WORK REQUIRED –
The answer is to be an exact copy of the lines below running from the line with "pub fn axis_variance(&self)" down to the line with "pub fn remove_outliers(values: &[f64], k: f64)", both ends included, and nothing more.

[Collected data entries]
Start of Block

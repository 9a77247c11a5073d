//! Outlier-robust search region estimation
//!
//! Each axis (x1, y1, x2, y2) of the logged boxes is filtered with the
//! interquartile-range rule independently, then averaged. The emitted region
//! is inflated by `inflation` standard deviations so that it still contains
//! the marker after ordinary drift.

use super::coordinate_log::{CoordinateLog, CoordinateLogEntry};
use crate::error::LocatorResult;
use crate::template_matching::Region;

/// Values of one quantity for each box axis
#[derive(Clone, Copy, Debug, Default, PartialEq)]
pub struct PerAxis<T> {
    pub x1: T,
    pub y1: T,
    pub x2: T,
    pub y2: T,
}

impl<T> PerAxis<T> {
    pub fn map<U>(&self, f: impl Fn(&T) -> U) -> PerAxis<U> {
        PerAxis {
            x1: f(&self.x1),
            y1: f(&self.y1),
            x2: f(&self.x2),
            y2: f(&self.y2),
        }
    }
}

/// Statistics of one axis after outlier removal
#[derive(Clone, Copy, Debug, Default, PartialEq)]
pub struct AxisStats {
    pub mean: f64,
    /// Population variance of the retained values
    pub variance: f64,
    pub retained: usize,
    pub total: usize,
}

impl AxisStats {
    pub fn std_dev(&self) -> f64 {
        self.variance.sqrt()
    }

    /// Values the outlier filter discarded
    pub fn discarded(&self) -> usize {
        self.total - self.retained
    }
}

/// Search region derived from the whole coordinate log
#[derive(Clone, Debug, PartialEq)]
pub struct OptimizedRegion {
    /// Integer region, covering `estimate` and at least one pixel in each dimension
    pub region: Region,
    /// Unrounded `[x, y, width, height]`
    pub estimate: [f64; 4],
    pub axes: PerAxis<AxisStats>,
}

impl OptimizedRegion {
    pub fn axis_variance(&self) -> PerAxis<f64> {
        self.axes.map(|a| a.variance)
    }
}

/// Smallest integer region covering `[x, y, width, height]`
pub fn covering_region(x: f64, y: f64, width: f64, height: f64) -> Region {
    let left = x.floor();
    let top = y.floor();
    let right = (x + width).ceil();
    let bottom = (y + height).ceil();
    Region {
        x: left as i32,
        y: top as i32,
        width: ((right - left) as i64).max(1) as u32,
        height: ((bottom - top) as i64).max(1) as u32,
    }
}

/// Percentile with linear interpolation between closest ranks; `sorted` must be ascending
pub fn percentile(sorted: &[f64], pct: f64) -> f64 {
    match sorted.len() {
        0 => f64::NAN,
        1 => sorted[0],
        n => {
            let rank = (pct / 100.0).clamp(0.0, 1.0) * (n - 1) as f64;
            let lo = rank.floor() as usize;
            let hi = rank.ceil() as usize;
            sorted[lo] + (sorted[hi] - sorted[lo]) * (rank - lo as f64)
        }
    }
}

/// Values within `[Q1 - k*IQR, Q3 + k*IQR]`, in input order
pub fn remove_outliers(values: &[f64], k: f64) -> Vec<f64> {
    if values.is_empty() {
        return Vec::new();
    }

    let mut sorted = values.to_vec();
    sorted.sort_by(|a, b| a.total_cmp(b));
    let q1 = percentile(&sorted, 25.0);
    let q3 = percentile(&sorted, 75.0);
    let iqr = q3 - q1;
    let (lower, upper) = (q1 - k * iqr, q3 + k * iqr);

    values
        .iter()
        .copied()
        .filter(|v| (lower..=upper).contains(v))
        .collect()
}

fn mean_and_variance(values: &[f64]) -> (f64, f64) {
    let n = values.len() as f64;
    let mean = values.iter().sum::<f64>() / n;
    let variance = values.iter().map(|v| (v - mean) * (v - mean)).sum::<f64>() / n;
    (mean, variance)
}

/// Turns the coordinate history into one inflated search region
#[derive(Clone, Copy, Debug, PartialEq)]
pub struct RegionOptimizer {
    /// IQR multiplier; `None` disables outlier removal
    pub iqr_multiplier: Option<f64>,
    /// Standard deviations added around the mean box
    pub inflation: f64,
}

impl Default for RegionOptimizer {
    fn default() -> Self {
        Self {
            iqr_multiplier: Some(3.0),
            inflation: 2.0,
        }
    }
}

impl RegionOptimizer {
    /// Plain mean/variance of every logged value
    pub fn without_outlier_removal() -> Self {
        Self {
            iqr_multiplier: None,
            ..Self::default()
        }
    }

    fn axis_stats(&self, values: &[f64]) -> AxisStats {
        let filtered = match self.iqr_multiplier {
            Some(k) => remove_outliers(values, k),
            None => values.to_vec(),
        };
        // Pathological filtering falls back to the unfiltered set
        let retained = if filtered.is_empty() { values } else { &filtered };

        let (mean, variance) = mean_and_variance(retained);
        AxisStats {
            mean,
            variance,
            retained: retained.len(),
            total: values.len(),
        }
    }

    /// Recompute the region from every entry; `None` for an empty log
    pub fn optimize(&self, entries: &[CoordinateLogEntry]) -> Option<OptimizedRegion> {
        if entries.is_empty() {
            return None;
        }

        let column = |f: fn(&CoordinateLogEntry) -> i32| -> Vec<f64> {
            entries.iter().map(|e| f(e) as f64).collect()
        };
        let axes = PerAxis {
            x1: self.axis_stats(&column(|e| e.top_left.x)),
            y1: self.axis_stats(&column(|e| e.top_left.y)),
            x2: self.axis_stats(&column(|e| e.bottom_right.x)),
            y2: self.axis_stats(&column(|e| e.bottom_right.y)),
        };

        let k = self.inflation;
        let width = (axes.x2.mean - axes.x1.mean) + k * axes.x2.std_dev();
        let height = (axes.y2.mean - axes.y1.mean) + k * axes.y2.std_dev();
        let x = axes.x1.mean - k * axes.x1.std_dev();
        let y = axes.y1.mean - k * axes.y1.std_dev();

        Some(OptimizedRegion {
            region: covering_region(x, y, width, height),
            estimate: [x, y, width, height],
            axes,
        })
    }

    /// Read the log and optimize, propagating read errors
    pub fn try_optimize_log(
        &self,
        history: &CoordinateLog,
    ) -> LocatorResult<Option<OptimizedRegion>> {
        let entries = history.read_all()?;
        Ok(self.optimize(&entries))
    }

    /// Read the log and optimize; read failures are logged and yield `None`
    pub fn optimize_log(&self, history: &CoordinateLog) -> Option<OptimizedRegion> {
        match self.try_optimize_log(history) {
            Ok(Some(optimized)) => {
                log::info!(
                    "📐 Optimized region {} from {} entries",
                    optimized.region,
                    optimized.axes.x1.total
                );
                Some(optimized)
            }
            Ok(None) => {
                log::info!(
                    "No entries in {}, nothing to optimize",
                    history.path().display()
                );
                None
            }
            Err(e) => {
                log::warn!("⚠️ Region optimization failed: {e}");
                None
            }
        }
    }
}
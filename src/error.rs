use std::path::PathBuf;
use thiserror::Error;

/// A specialized `Result` type for locator operations.
pub type LocatorResult<T> = Result<T, LocatorError>;

/// The error type for locating markers and maintaining the coordinate history.
///
/// "No match" is deliberately not represented here: a search that never clears
/// its threshold is an ordinary `Ok(None)` or an empty vector.
#[derive(Debug, Error)]
pub enum LocatorError {
    #[error("Template image {path:?} could not be read: {source}")]
    TemplateUnreadable {
        path: PathBuf,
        source: image::ImageError,
    },

    #[error("Cannot encapsulate an empty set of bounding boxes")]
    EmptyMatchSet,

    #[error("Invalid bounding box ({x1}, {y1}) - ({x2}, {y2}): bottom-right must lie below and right of top-left")]
    InvalidBox { x1: i32, y1: i32, x2: i32, y2: i32 },

    #[error("Region [{x},{y},{width},{height}] does not overlap the {image_width}x{image_height} image")]
    InvalidRegion {
        x: i32,
        y: i32,
        width: u32,
        height: u32,
        image_width: u32,
        image_height: u32,
    },

    #[error("I/O error on {path:?}: {source}")]
    Io {
        path: PathBuf,
        source: std::io::Error,
    },

    #[error("Invalid JSON in {path:?}: {source}")]
    Json {
        path: PathBuf,
        source: serde_json::Error,
    },

    #[error("Failed to save image to {path:?}: {source}")]
    ImageSave {
        path: PathBuf,
        source: image::ImageError,
    },

    #[error("Screen capture failed: {0}")]
    Capture(String),
}

impl LocatorError {
    pub(crate) fn io(path: impl Into<PathBuf>, source: std::io::Error) -> Self {
        LocatorError::Io {
            path: path.into(),
            source,
        }
    }

    /// Resource errors abort one locate call; the outer polling loop keeps going.
    pub fn is_resource_error(&self) -> bool {
        matches!(
            self,
            LocatorError::TemplateUnreadable { .. } | LocatorError::Capture(_)
        )
    }
}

End of Block

WRITTEN SOLUTION –
    pub fn axis_variance(&self) -> PerAxis<f64> {
        self.axes.map(|a| a.variance)
    }
}

/// Smallest integer region covering `[x, y, width, height]`
pub fn covering_region(x: f64, y: f64, width: f64, height: f64) -> Region {
    let left = x.floor();
    let top = y.floor();
    let right = (x + width).ceil();
    let bottom = (y + height).ceil();
    Region {
        x: left as i32,
        y: top as i32,
        width: ((right - left) as i64).max(1) as u32,
        height: ((bottom - top) as i64).max(1) as u32,
    }
}

/// Percentile with linear interpolation between closest ranks; `sorted` must be ascending
pub fn percentile(sorted: &[f64], pct: f64) -> f64 {
    match sorted.len() {
        0 => f64::NAN,
        1 => sorted[0],
        n => {
            let rank = (pct / 100.0).clamp(0.0, 1.0) * (n - 1) as f64;
            let lo = rank.floor() as usize;
            let hi = rank.ceil() as usize;
            sorted[lo] + (sorted[hi] - sorted[lo]) * (rank - lo as f64)
        }
    }
}

/// Values within `[Q1 - k*IQR, Q3 + k*IQR]`, in input order
pub fn remove_outliers(values: &[f64], k: f64) -> Vec<f64> {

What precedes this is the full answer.